The expected output is each line below containing "queued", copied in full.

----- RECORDS TO USE -----

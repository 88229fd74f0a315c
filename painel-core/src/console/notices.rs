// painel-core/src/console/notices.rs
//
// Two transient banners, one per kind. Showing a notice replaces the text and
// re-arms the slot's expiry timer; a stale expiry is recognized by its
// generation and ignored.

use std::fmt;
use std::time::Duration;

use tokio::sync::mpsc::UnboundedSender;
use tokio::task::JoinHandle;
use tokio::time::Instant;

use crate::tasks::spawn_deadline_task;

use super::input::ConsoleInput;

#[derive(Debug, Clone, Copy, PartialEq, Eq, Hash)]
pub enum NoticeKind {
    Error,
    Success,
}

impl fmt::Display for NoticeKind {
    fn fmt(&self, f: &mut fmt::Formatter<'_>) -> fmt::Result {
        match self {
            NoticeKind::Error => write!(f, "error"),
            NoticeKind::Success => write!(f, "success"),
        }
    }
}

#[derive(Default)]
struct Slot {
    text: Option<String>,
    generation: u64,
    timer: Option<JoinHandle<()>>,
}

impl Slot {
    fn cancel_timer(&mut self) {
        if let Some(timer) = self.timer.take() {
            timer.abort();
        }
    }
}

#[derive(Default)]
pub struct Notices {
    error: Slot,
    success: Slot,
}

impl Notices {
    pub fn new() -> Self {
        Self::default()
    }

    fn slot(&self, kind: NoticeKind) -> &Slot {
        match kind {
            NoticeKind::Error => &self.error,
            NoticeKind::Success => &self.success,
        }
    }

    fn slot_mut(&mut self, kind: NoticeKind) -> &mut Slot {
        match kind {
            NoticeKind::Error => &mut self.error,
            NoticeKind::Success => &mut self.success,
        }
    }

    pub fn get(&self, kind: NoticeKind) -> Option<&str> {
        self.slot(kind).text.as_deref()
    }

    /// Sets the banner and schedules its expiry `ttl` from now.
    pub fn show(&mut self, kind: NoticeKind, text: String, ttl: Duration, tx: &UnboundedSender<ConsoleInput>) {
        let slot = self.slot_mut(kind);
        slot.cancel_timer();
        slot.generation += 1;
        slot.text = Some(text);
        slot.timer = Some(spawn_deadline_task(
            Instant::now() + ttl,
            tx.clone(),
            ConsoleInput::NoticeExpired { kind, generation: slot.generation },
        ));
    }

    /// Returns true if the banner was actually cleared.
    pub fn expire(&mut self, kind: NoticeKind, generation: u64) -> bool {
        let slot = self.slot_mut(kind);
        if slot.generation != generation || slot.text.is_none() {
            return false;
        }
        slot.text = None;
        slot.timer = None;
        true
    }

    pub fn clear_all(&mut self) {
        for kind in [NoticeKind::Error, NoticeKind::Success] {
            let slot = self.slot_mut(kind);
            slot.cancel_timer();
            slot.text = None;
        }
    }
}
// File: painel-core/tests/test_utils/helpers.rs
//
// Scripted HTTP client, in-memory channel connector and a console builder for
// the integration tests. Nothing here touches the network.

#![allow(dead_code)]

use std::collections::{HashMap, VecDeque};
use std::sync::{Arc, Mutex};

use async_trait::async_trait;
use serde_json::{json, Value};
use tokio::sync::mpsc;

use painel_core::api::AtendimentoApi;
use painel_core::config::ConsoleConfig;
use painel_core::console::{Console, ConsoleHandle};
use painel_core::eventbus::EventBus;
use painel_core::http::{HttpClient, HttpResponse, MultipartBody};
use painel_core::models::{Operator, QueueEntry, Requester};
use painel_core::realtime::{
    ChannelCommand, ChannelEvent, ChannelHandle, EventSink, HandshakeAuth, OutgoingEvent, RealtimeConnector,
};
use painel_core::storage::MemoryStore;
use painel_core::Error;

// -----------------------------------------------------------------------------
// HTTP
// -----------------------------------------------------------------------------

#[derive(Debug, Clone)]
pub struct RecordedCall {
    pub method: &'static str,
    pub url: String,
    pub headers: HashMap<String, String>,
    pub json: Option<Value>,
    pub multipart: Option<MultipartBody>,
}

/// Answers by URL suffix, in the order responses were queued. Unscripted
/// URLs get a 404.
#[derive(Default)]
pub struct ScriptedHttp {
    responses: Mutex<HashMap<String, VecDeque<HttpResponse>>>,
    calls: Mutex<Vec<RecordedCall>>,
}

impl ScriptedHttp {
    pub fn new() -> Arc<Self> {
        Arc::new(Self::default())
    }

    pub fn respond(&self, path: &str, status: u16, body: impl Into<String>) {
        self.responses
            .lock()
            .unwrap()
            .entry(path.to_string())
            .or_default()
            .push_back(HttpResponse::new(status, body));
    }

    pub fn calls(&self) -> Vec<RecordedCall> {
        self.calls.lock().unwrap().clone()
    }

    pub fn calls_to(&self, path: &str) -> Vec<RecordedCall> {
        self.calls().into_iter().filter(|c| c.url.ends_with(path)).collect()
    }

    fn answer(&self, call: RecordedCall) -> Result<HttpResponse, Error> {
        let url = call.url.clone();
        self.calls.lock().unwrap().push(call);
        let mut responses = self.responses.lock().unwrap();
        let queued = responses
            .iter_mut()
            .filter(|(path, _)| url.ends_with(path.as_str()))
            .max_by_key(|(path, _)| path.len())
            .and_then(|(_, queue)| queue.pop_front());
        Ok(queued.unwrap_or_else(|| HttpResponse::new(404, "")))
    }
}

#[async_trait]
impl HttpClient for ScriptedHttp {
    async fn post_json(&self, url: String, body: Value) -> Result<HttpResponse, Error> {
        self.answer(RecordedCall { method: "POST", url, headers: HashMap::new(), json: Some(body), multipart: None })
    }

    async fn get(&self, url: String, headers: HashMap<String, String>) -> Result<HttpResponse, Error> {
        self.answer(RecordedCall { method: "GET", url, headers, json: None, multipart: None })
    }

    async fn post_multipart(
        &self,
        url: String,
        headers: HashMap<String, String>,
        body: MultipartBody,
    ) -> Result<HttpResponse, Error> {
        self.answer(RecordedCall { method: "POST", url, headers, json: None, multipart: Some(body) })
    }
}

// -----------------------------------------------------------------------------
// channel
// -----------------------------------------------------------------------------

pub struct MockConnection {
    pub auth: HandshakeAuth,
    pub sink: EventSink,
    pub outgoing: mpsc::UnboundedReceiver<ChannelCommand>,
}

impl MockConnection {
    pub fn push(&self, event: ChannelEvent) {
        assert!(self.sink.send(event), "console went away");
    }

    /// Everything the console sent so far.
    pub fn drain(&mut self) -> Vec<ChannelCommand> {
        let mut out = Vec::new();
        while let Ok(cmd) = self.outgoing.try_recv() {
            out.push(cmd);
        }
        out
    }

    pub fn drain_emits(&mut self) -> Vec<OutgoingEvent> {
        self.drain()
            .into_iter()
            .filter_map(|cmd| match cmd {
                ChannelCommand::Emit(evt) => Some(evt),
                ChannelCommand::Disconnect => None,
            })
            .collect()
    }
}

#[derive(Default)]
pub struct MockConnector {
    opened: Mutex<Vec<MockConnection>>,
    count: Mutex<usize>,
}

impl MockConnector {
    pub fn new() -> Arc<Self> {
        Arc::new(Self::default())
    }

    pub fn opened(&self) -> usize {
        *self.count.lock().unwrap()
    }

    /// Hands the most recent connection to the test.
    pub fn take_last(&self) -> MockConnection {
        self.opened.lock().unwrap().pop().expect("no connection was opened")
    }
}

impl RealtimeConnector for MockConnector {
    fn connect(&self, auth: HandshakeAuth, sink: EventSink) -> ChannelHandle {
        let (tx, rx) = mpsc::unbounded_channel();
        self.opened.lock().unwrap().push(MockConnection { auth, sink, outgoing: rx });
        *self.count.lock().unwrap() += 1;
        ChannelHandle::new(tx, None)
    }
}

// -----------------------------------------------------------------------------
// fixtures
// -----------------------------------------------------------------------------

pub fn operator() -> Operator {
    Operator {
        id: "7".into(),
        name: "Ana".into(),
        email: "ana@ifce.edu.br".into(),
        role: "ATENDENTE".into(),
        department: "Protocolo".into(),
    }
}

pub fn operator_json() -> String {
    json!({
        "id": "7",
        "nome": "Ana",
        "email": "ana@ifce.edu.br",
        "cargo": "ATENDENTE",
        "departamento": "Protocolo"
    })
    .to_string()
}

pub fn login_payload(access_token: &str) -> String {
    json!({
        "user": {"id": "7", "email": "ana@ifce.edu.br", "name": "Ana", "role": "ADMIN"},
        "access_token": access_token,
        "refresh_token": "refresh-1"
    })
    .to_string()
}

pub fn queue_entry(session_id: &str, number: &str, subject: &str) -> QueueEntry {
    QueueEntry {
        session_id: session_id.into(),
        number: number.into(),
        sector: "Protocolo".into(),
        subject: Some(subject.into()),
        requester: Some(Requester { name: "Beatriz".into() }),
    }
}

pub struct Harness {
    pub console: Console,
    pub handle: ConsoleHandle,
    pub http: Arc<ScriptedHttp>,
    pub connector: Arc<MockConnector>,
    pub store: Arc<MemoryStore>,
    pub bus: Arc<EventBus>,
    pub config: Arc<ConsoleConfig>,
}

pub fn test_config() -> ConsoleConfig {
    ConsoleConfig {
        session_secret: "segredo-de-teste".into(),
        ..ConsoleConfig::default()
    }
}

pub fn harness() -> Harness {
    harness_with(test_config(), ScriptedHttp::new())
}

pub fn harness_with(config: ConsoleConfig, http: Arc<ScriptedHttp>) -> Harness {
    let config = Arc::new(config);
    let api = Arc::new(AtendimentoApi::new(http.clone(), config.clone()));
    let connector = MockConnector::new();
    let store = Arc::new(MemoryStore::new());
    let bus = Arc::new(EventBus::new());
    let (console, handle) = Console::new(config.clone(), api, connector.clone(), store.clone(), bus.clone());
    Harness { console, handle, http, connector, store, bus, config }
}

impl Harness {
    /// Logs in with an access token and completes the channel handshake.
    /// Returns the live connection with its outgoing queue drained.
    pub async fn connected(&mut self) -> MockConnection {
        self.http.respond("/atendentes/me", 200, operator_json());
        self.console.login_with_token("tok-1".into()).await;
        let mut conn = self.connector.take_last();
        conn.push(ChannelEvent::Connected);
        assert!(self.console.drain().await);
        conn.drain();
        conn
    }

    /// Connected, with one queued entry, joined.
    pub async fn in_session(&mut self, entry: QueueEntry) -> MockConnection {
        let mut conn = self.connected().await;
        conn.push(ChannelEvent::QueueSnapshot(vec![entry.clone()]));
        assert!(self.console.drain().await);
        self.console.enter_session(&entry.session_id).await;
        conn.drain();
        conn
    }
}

-----
----- RECORDS TO USE -----

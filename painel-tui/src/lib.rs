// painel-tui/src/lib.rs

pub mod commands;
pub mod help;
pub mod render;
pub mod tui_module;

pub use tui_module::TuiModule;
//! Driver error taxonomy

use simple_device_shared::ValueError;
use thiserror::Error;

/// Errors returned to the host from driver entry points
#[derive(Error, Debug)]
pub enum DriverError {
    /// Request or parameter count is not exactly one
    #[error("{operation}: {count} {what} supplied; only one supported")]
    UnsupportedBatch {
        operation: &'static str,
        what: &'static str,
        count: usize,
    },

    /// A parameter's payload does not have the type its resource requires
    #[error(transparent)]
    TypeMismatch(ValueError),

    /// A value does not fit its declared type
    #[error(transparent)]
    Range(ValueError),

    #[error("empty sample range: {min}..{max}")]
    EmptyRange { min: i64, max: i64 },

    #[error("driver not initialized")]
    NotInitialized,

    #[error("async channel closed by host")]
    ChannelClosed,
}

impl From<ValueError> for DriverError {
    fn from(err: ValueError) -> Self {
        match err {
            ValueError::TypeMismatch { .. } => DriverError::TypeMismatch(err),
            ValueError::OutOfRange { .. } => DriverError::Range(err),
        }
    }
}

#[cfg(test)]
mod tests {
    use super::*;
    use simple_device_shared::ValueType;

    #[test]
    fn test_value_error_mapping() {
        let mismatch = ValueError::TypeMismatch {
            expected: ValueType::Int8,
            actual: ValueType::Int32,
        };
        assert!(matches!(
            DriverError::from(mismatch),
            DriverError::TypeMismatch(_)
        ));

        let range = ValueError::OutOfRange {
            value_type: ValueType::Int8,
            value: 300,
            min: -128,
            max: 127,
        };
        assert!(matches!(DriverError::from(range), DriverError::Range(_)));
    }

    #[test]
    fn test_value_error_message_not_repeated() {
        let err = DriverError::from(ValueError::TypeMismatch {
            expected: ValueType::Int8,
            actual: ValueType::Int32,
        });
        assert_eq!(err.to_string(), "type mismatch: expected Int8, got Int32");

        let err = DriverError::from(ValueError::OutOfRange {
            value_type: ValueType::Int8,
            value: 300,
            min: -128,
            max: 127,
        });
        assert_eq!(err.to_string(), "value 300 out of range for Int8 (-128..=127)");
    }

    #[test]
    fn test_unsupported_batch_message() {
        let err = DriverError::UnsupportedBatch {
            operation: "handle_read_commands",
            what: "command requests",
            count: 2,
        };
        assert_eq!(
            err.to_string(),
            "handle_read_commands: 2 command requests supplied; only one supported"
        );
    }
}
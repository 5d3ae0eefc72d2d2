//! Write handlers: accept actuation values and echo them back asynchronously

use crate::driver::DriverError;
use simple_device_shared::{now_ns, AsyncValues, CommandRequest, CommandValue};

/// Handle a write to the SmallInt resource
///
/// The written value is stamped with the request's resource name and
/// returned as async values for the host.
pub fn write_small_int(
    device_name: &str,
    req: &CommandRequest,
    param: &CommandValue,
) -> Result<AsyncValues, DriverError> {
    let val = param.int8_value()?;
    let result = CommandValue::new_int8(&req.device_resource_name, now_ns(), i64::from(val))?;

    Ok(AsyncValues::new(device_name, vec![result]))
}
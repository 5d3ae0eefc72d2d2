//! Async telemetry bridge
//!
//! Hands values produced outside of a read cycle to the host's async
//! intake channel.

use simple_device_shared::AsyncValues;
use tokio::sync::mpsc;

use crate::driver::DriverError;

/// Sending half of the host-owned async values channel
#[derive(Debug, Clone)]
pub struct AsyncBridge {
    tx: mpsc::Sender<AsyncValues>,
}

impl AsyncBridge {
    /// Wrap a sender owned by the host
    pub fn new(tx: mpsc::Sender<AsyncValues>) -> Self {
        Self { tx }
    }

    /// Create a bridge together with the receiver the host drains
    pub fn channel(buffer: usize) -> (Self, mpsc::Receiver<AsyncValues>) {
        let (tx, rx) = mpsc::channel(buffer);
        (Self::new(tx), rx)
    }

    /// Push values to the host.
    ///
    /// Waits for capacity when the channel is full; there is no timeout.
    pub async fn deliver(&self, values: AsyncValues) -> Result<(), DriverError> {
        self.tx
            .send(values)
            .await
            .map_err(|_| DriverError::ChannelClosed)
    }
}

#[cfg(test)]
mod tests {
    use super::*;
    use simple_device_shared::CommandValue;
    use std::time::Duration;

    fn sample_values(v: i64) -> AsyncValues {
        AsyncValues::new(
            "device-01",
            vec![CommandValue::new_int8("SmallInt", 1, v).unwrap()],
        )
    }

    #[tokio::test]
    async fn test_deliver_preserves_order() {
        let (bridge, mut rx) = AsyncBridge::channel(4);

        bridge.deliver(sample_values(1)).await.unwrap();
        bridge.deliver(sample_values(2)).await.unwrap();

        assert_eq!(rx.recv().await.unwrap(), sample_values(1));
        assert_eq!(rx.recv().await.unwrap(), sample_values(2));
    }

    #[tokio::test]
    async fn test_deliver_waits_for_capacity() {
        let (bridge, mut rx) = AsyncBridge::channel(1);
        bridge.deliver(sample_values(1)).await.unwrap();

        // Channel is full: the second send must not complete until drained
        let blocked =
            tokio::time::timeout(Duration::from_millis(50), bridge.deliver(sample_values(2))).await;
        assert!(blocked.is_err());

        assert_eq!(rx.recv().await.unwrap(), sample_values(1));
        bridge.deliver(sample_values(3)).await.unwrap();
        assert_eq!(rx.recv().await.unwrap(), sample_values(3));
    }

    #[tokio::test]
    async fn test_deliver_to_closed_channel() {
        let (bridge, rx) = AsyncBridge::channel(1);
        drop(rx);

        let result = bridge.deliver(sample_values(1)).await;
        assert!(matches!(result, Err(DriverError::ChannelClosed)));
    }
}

-----

WRITTEN ANSWER —
/// Answers by URL suffix, in the order responses were queued. Unscripted
        let queued = responses
        Ok(queued.unwrap_or_else(|| HttpResponse::new(404, "")))
    /// Connected, with one queued entry, joined.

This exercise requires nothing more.